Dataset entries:
Segment Open

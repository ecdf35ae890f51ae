use anyhow::{Context, Result};
use std::sync::Arc;
use sth_bridge::api::{create_router, AppState};
use sth_bridge::config::{self, BridgeConfig};
use sth_bridge::credentials::{CredentialStore, MemoryCredentialStore, SqliteCredentialStore};
use sth_bridge::service::ServiceRegistry;
use tracing::{info, warn};

#[tokio::main]
async fn main() -> Result<()> {
    // Initialize tracing subscriber
    tracing_subscriber::fmt()
        .with_env_filter(
            tracing_subscriber::EnvFilter::try_from_default_env()
                .unwrap_or_else(|_| "sth_bridge=info".into()),
        )
        .init();

    info!("sth-bridge starting...");

    let config_path =
        std::env::var("STH_CONFIG").unwrap_or_else(|_| "sth-bridge.toml".to_string());
    let mut config = if std::path::Path::new(&config_path).exists() {
        info!(path = %config_path, "Loading configuration");
        config::load_config(&config_path)?
    } else {
        warn!(path = %config_path, "Config file not found, using defaults");
        BridgeConfig::default()
    };
    config.apply_env();

    let store = open_credential_store(&config)?;
    let services = ServiceRegistry::from_config(&config, store)
        .context("Failed to initialize services")?;
    if services.is_empty() {
        warn!("No services configured");
    }

    let app = create_router(AppState::new(services));

    let listener = tokio::net::TcpListener::bind(&config.server.bind_addr)
        .await
        .with_context(|| format!("Failed to bind {}", config.server.bind_addr))?;
    info!(addr = %config.server.bind_addr, "Listening");

    axum::serve(listener, app).await.context("Server error")?;

    Ok(())
}

fn open_credential_store(config: &BridgeConfig) -> Result<Arc<dyn CredentialStore>> {
    match &config.credentials.database {
        Some(path) => {
            let key = std::env::var("STH_ENCRYPTION_KEY")
                .context("STH_ENCRYPTION_KEY must be set when a credentials database is configured")?;
            let store = SqliteCredentialStore::open(path, &key)
                .with_context(|| format!("Failed to open credential store {}", path))?;
            info!(path = %path, "Using encrypted credential store");
            Ok(Arc::new(store))
        }
        None => {
            warn!("No credentials database configured, tokens will not survive a restart");
            Ok(Arc::new(MemoryCredentialStore::new()))
        }
    }
}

Segment Closed

Given the records above, restate word for word only the lines starting at the one with "use std::sync::Arc;" and ending at the one with "let store = SqliteCredentialStore::open(path, &key)".

ANSWER TO THE PROBLEM:
use std::sync::Arc;
use sth_bridge::api::{create_router, AppState};
use sth_bridge::config::{self, BridgeConfig};
use sth_bridge::credentials::{CredentialStore, MemoryCredentialStore, SqliteCredentialStore};
use sth_bridge::service::ServiceRegistry;
use tracing::{info, warn};

#[tokio::main]
async fn main() -> Result<()> {
    // Initialize tracing subscriber
    tracing_subscriber::fmt()
        .with_env_filter(
            tracing_subscriber::EnvFilter::try_from_default_env()
                .unwrap_or_else(|_| "sth_bridge=info".into()),
        )
        .init();

    info!("sth-bridge starting...");

    let config_path =
        std::env::var("STH_CONFIG").unwrap_or_else(|_| "sth-bridge.toml".to_string());
    let mut config = if std::path::Path::new(&config_path).exists() {
        info!(path = %config_path, "Loading configuration");
        config::load_config(&config_path)?
    } else {
        warn!(path = %config_path, "Config file not found, using defaults");
        BridgeConfig::default()
    };
    config.apply_env();

    let store = open_credential_store(&config)?;
    let services = ServiceRegistry::from_config(&config, store)
        .context("Failed to initialize services")?;
    if services.is_empty() {
        warn!("No services configured");
    }

    let app = create_router(AppState::new(services));

    let listener = tokio::net::TcpListener::bind(&config.server.bind_addr)
        .await
        .with_context(|| format!("Failed to bind {}", config.server.bind_addr))?;
    info!(addr = %config.server.bind_addr, "Listening");

    axum::serve(listener, app).await.context("Server error")?;

    Ok(())
}

fn open_credential_store(config: &BridgeConfig) -> Result<Arc<dyn CredentialStore>> {
    match &config.credentials.database {
        Some(path) => {
            let key = std::env::var("STH_ENCRYPTION_KEY")
                .context("STH_ENCRYPTION_KEY must be set when a credentials database is configured")?;
            let store = SqliteCredentialStore::open(path, &key)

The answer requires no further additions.